Chemoproteomics with a Diaryliodonium Probe in Bacteria

The alarming increase in antimicrobial resistance (AMR) will soon limit treatment options for even routine infections, especially those caused by Gram-negative bacteria such as Acinetobacter baumannii. Here, we report a two-pronged approach to identify new vulnerabilities in such pathogens. Staring from diphenyleneiodonium (dPI) salts, which are compounds that have moderate antimicrobial activity against Gram-positive pathogens, we synthesized a focused heterocyclic library and report a new analogue that has much higher inhibitory potency against multidrug-resistant Acinetobacter baumannii and excellent efficacy in reduction of bacterial burden in a mouse neutropenic thigh infection model.
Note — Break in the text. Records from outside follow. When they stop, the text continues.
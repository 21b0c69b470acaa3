//! Scaffold command for the CVCore Swift package.

use crate::cli::common::{CliError, CliResult};
use crate::cli::load_config;
use crate::generator::generate_scaffold;
use clap::Args;
use std::path::PathBuf;

/// Create the CVCore package folders and placeholder files
#[derive(Debug, Clone, Args)]
pub struct ScaffoldArgs {
    /// Base directory for the package (defaults to config, then ./CVCore)
    #[arg(short, long, value_name = "DIR")]
    pub base_dir: Option<PathBuf>,
}

impl ScaffoldArgs {
    /// Execute the scaffold command
    pub fn execute(&self) -> CliResult<()> {
        let base_dir = match &self.base_dir {
            Some(dir) => dir.clone(),
            None => load_config()?.paths.scaffold_dir,
        };

        let report = generate_scaffold(&base_dir)
            .map_err(|e| CliError::from_generator("Scaffold failed", &e))?;

        println!(
            "✓ Scaffolded CVCore ({} folders, {} files)",
            report.directories.len(),
            report.files.len()
        );
        println!("  Output: {}", report.base_dir.display());

        Ok(())
    }
}
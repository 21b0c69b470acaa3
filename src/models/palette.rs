//! Named color definitions that drive asset catalog generation.
//!
//! The built-in palette is embedded from `src/data/colors.json`. A palette file
//! with the same shape can be loaded instead.

use anyhow::{Context, Result};
use serde::{Deserialize, Serialize};
use std::collections::HashSet;
use std::fs;
use std::path::{Component, Path};

/// A single named color with light and dark appearance values.
#[derive(Debug, Clone, PartialEq, Eq, Serialize, Deserialize)]
pub struct ColorDef {
    /// Asset name, also the `.colorset` directory stem (e.g., "AccentBlue").
    pub name: String,
    /// Light appearance as `#RRGGBB`.
    pub light: String,
    /// Dark appearance as `#RRGGBB`.
    pub dark: String,
}

impl ColorDef {
    /// Creates a color definition.
    pub fn new(name: impl Into<String>, light: impl Into<String>, dark: impl Into<String>) -> Self {
        Self {
            name: name.into(),
            light: light.into(),
            dark: dark.into(),
        }
    }

    /// Directory name for this color inside an asset catalog.
    #[must_use]
    pub fn colorset_dir_name(&self) -> String {
        format!("{}.colorset", self.name)
    }
}

/// An ordered list of color definitions.
#[derive(Debug, Clone, PartialEq, Eq, Serialize, Deserialize)]
pub struct Palette {
    /// Colors in generation order.
    pub colors: Vec<ColorDef>,
}

impl Palette {
    /// Load the built-in palette from embedded JSON data.
    ///
    /// # Errors
    /// Returns an error if the JSON data cannot be parsed.
    pub fn load() -> Result<Self> {
        let json_data = include_str!("../data/colors.json");
        let palette: Self =
            serde_json::from_str(json_data).context("Failed to parse built-in color palette")?;
        Ok(palette)
    }

    /// Load a palette from a JSON file and validate its color names.
    pub fn from_file(path: &Path) -> Result<Self> {
        let content = fs::read_to_string(path)
            .with_context(|| format!("Failed to read palette file: {}", path.display()))?;

        let palette: Self = serde_json::from_str(&content)
            .with_context(|| format!("Failed to parse palette file: {}", path.display()))?;

        palette.validate()?;
        Ok(palette)
    }

    /// Ensures every color name is non-empty, unique, and usable as a single
    /// directory name inside the output folder.
    ///
    /// Hex values are not checked here; they fail when converted.
    pub fn validate(&self) -> Result<()> {
        let mut seen = HashSet::new();
        for color in &self.colors {
            if color.name.trim().is_empty() {
                anyhow::bail!("Palette contains a color with an empty name");
            }
            if !is_single_path_component(&color.name) {
                anyhow::bail!(
                    "Color name '{}' must be a plain directory name (no '/', '\\' or '..')",
                    color.name
                );
            }
            if !seen.insert(color.name.as_str()) {
                anyhow::bail!("Duplicate color name in palette: '{}'", color.name);
            }
        }
        Ok(())
    }

    /// Get the number of colors.
    #[must_use]
    pub fn color_count(&self) -> usize {
        self.colors.len()
    }

    /// Find a color by name.
    #[must_use]
    pub fn find(&self, name: &str) -> Option<&ColorDef> {
        self.colors.iter().find(|c| c.name == name)
    }
}

/// True when `name` resolves to exactly one normal path component.
fn is_single_path_component(name: &str) -> bool {
    if name.contains(['/', '\\']) || name.contains("..") {
        return false;
    }
    let mut components = Path::new(name).components();
    matches!(
        (components.next(), components.next()),
        (Some(Component::Normal(_)), None)
    )
}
The lead compound was also found to synergize with aminoglycosides, which are routinely used in the treatment of such infections in humans. Further, we synthesized an alkyne containing probe and using gel and mass spectrometry base chemoproteomics platforms, we identified proteins that have redox cofactors as putative targets for this class of compounds. Additionally, we also demonstrate that the modification of proteins is covalent and through a cysteine residue. Together, using complementary chemical biology approaches, new vulnerabilities in Gram-negative pathogens were identified that would help address a burgeoning global problem of AMR.